(Source records)
^^^^

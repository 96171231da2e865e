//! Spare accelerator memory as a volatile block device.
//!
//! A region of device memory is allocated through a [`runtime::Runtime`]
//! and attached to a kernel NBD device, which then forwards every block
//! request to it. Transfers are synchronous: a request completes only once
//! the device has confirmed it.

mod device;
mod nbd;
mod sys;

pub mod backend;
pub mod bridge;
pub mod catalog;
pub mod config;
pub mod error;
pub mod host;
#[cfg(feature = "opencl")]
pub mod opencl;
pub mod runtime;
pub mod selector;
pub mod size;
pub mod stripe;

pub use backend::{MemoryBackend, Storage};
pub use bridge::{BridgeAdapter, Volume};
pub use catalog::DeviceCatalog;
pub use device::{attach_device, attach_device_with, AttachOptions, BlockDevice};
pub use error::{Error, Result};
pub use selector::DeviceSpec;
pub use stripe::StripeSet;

^^^^

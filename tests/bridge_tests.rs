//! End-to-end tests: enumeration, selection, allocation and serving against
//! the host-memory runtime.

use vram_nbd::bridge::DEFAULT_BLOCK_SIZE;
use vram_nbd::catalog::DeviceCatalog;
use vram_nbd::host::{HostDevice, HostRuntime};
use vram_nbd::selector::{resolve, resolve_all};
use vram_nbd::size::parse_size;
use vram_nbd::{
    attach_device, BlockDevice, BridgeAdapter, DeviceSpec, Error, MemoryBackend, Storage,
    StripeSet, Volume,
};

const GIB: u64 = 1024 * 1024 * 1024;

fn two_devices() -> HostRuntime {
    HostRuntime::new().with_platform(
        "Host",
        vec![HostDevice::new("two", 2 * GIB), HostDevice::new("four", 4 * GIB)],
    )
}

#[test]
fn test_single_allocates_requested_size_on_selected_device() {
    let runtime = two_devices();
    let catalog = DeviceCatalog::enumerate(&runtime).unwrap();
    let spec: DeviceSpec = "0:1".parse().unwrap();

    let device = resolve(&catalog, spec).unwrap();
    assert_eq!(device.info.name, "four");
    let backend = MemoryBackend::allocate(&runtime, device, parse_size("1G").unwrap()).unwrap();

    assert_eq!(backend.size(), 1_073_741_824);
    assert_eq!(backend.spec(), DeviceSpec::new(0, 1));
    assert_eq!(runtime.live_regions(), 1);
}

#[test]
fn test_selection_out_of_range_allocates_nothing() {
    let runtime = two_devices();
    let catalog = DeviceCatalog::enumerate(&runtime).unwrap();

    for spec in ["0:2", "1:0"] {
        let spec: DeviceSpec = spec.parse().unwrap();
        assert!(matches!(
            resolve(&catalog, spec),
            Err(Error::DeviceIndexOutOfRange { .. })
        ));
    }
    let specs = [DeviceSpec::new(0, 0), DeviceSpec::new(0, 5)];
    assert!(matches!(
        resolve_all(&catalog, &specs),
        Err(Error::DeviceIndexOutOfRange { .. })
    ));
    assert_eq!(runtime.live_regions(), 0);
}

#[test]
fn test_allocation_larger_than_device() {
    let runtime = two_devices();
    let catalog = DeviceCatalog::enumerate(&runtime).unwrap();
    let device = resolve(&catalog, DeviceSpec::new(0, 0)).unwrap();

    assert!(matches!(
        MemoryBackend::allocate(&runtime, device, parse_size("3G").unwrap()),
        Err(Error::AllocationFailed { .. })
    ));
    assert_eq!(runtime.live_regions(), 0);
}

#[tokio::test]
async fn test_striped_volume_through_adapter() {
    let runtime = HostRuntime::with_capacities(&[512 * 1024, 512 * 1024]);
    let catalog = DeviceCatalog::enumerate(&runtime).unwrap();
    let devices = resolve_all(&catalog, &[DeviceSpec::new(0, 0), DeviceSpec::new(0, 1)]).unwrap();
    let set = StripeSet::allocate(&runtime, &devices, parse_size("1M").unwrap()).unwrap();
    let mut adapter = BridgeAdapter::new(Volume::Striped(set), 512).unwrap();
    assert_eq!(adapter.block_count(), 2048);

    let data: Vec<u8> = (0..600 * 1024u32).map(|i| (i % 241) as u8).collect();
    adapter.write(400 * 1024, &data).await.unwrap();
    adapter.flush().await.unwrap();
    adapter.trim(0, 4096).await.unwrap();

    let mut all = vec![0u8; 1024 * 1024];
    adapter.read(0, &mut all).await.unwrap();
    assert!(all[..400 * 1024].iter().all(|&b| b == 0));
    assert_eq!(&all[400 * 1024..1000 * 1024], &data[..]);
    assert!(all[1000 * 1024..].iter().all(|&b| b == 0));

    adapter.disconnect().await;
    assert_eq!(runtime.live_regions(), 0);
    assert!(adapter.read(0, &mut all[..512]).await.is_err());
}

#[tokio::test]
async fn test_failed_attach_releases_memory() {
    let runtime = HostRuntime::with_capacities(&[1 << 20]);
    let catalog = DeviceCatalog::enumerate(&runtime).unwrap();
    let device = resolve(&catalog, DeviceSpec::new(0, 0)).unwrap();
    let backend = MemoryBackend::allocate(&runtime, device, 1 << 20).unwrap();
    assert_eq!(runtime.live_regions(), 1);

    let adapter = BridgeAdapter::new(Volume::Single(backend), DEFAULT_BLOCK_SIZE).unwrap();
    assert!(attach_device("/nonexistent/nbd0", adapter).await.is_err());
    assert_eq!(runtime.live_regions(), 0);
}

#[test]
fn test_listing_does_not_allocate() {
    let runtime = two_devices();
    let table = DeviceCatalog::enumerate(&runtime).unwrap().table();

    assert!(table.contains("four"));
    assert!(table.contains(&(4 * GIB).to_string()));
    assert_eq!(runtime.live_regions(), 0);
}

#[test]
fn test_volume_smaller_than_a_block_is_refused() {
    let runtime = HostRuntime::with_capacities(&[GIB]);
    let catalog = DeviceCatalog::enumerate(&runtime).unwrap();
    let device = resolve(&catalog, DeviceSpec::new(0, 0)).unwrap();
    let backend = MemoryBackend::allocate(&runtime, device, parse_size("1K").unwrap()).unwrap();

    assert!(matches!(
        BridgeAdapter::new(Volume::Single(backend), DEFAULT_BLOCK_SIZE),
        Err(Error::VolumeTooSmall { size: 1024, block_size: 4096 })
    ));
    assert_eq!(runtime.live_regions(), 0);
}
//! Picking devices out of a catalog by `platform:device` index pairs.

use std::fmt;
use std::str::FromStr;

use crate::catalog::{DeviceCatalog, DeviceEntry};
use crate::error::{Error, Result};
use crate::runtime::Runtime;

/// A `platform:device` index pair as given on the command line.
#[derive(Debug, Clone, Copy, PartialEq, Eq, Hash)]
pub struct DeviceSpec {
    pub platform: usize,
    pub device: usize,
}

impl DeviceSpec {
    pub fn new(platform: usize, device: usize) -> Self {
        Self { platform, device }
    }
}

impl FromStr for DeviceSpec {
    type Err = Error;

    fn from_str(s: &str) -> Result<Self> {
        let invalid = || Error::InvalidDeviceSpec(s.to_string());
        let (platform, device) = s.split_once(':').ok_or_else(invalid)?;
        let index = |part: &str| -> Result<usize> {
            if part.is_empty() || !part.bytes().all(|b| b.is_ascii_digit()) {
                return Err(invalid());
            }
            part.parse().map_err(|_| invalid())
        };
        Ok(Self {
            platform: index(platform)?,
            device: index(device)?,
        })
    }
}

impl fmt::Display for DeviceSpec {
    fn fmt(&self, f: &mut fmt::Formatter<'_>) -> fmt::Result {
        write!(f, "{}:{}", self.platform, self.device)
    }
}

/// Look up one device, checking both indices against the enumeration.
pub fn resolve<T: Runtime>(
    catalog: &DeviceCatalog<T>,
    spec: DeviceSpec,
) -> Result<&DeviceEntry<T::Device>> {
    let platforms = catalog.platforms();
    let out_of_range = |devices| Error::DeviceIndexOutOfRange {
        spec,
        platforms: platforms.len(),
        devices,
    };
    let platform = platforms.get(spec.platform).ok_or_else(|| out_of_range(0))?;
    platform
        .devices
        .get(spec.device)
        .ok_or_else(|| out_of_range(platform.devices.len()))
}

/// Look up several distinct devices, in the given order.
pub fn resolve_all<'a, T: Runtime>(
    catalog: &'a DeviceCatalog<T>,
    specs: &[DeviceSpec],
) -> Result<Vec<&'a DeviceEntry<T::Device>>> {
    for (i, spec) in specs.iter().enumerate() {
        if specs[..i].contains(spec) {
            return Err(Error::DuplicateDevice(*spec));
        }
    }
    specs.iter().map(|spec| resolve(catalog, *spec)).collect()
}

^^^^

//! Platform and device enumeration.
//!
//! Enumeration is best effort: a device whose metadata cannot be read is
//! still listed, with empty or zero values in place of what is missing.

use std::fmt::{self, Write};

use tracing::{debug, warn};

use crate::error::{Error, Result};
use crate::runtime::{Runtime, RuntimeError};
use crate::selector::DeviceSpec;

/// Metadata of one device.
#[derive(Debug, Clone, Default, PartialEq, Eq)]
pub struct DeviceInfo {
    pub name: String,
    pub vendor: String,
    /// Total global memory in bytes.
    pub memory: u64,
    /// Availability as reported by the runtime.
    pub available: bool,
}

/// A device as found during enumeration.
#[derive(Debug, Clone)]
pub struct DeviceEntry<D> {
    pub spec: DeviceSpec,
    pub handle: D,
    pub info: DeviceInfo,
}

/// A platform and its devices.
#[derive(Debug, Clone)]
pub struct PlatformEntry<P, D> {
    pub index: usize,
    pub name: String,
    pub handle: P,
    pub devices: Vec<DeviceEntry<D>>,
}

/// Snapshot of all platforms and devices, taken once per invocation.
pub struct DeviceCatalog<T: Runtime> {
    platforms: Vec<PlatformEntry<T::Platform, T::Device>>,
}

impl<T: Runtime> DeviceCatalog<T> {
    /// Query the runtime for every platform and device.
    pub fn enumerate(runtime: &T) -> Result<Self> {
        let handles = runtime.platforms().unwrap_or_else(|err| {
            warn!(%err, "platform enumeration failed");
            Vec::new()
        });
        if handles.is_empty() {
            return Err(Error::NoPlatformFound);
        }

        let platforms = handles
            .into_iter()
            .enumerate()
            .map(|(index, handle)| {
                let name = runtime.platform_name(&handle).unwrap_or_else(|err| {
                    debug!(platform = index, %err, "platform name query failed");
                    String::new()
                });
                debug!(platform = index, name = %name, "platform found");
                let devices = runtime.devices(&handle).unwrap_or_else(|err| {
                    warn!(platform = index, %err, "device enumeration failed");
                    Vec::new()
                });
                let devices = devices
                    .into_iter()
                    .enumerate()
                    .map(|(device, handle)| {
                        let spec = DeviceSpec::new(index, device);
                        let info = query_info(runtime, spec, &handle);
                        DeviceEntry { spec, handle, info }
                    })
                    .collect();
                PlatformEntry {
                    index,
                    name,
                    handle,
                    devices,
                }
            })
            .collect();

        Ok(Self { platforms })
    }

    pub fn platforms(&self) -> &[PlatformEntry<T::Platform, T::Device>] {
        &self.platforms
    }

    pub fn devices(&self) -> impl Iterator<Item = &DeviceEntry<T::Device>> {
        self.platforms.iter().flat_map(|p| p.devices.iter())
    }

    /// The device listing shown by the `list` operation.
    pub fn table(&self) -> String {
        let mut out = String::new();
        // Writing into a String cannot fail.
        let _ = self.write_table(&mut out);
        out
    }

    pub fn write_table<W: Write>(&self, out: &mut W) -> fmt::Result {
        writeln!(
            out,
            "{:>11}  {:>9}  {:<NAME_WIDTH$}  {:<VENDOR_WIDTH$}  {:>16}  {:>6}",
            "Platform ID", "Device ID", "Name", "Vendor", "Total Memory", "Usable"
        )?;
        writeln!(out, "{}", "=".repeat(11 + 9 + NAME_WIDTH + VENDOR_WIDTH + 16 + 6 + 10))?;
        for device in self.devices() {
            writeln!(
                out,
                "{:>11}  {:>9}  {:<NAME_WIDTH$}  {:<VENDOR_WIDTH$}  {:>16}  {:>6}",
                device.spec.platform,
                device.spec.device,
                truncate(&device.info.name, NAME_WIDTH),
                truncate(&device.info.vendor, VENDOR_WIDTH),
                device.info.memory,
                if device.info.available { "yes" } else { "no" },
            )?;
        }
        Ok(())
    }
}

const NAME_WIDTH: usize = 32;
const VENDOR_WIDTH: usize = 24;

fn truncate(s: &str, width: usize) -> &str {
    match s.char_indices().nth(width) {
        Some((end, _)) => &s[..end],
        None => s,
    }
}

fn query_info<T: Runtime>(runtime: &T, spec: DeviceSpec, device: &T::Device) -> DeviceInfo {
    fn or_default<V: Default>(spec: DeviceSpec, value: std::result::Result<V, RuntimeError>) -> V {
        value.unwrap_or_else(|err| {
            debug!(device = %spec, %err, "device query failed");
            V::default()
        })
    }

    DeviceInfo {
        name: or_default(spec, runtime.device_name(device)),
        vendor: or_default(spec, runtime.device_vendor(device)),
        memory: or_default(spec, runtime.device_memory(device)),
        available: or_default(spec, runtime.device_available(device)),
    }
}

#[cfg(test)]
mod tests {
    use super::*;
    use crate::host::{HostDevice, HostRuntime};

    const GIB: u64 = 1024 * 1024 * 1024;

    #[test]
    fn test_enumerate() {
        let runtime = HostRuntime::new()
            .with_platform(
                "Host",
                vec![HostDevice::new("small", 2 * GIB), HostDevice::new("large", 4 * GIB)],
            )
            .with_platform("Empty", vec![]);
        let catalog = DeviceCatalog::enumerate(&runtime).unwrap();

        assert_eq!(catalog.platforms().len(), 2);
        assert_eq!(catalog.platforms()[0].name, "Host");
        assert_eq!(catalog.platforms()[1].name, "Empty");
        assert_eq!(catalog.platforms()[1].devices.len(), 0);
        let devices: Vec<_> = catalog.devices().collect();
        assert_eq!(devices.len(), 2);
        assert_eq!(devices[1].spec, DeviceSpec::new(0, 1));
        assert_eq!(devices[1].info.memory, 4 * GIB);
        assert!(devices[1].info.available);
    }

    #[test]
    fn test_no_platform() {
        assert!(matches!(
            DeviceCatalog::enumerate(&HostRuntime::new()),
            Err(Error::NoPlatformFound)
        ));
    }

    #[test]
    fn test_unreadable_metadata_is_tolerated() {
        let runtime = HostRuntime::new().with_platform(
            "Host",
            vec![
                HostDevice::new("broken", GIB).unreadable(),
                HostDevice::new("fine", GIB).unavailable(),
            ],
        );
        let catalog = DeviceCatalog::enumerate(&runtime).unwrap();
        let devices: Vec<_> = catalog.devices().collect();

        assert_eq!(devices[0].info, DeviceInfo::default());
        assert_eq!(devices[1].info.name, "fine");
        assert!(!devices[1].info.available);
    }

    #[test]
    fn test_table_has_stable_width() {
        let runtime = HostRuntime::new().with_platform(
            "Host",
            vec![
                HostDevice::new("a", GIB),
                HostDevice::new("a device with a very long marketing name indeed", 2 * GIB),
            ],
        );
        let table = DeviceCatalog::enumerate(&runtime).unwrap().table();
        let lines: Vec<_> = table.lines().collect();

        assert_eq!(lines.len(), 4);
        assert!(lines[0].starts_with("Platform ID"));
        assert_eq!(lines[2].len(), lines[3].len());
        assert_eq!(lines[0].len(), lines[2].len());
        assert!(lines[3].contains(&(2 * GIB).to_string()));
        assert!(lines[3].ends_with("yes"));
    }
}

^^^^

- [PROBLEM TO SOLVE] Copy the lines above exactly. Start with the line containing "let spec: DeviceSpec = spec.parse().unwrap();", end with the line containing "let mut all = vec![0u8; 1024 * 1024];", and include both.

- [SOLUTION TO THIS EXERCISE]
        let spec: DeviceSpec = spec.parse().unwrap();
        assert!(matches!(
            resolve(&catalog, spec),
            Err(Error::DeviceIndexOutOfRange { .. })
        ));
    }
    let specs = [DeviceSpec::new(0, 0), DeviceSpec::new(0, 5)];
    assert!(matches!(
        resolve_all(&catalog, &specs),
        Err(Error::DeviceIndexOutOfRange { .. })
    ));
    assert_eq!(runtime.live_regions(), 0);
}

#[test]
fn test_allocation_larger_than_device() {
    let runtime = two_devices();
    let catalog = DeviceCatalog::enumerate(&runtime).unwrap();
    let device = resolve(&catalog, DeviceSpec::new(0, 0)).unwrap();

    assert!(matches!(
        MemoryBackend::allocate(&runtime, device, parse_size("3G").unwrap()),
        Err(Error::AllocationFailed { .. })
    ));
    assert_eq!(runtime.live_regions(), 0);
}

#[tokio::test]
async fn test_striped_volume_through_adapter() {
    let runtime = HostRuntime::with_capacities(&[512 * 1024, 512 * 1024]);
    let catalog = DeviceCatalog::enumerate(&runtime).unwrap();
    let devices = resolve_all(&catalog, &[DeviceSpec::new(0, 0), DeviceSpec::new(0, 1)]).unwrap();
    let set = StripeSet::allocate(&runtime, &devices, parse_size("1M").unwrap()).unwrap();
    let mut adapter = BridgeAdapter::new(Volume::Striped(set), 512).unwrap();
    assert_eq!(adapter.block_count(), 2048);

    let data: Vec<u8> = (0..600 * 1024u32).map(|i| (i % 241) as u8).collect();
    adapter.write(400 * 1024, &data).await.unwrap();
    adapter.flush().await.unwrap();
    adapter.trim(0, 4096).await.unwrap();

    let mut all = vec![0u8; 1024 * 1024];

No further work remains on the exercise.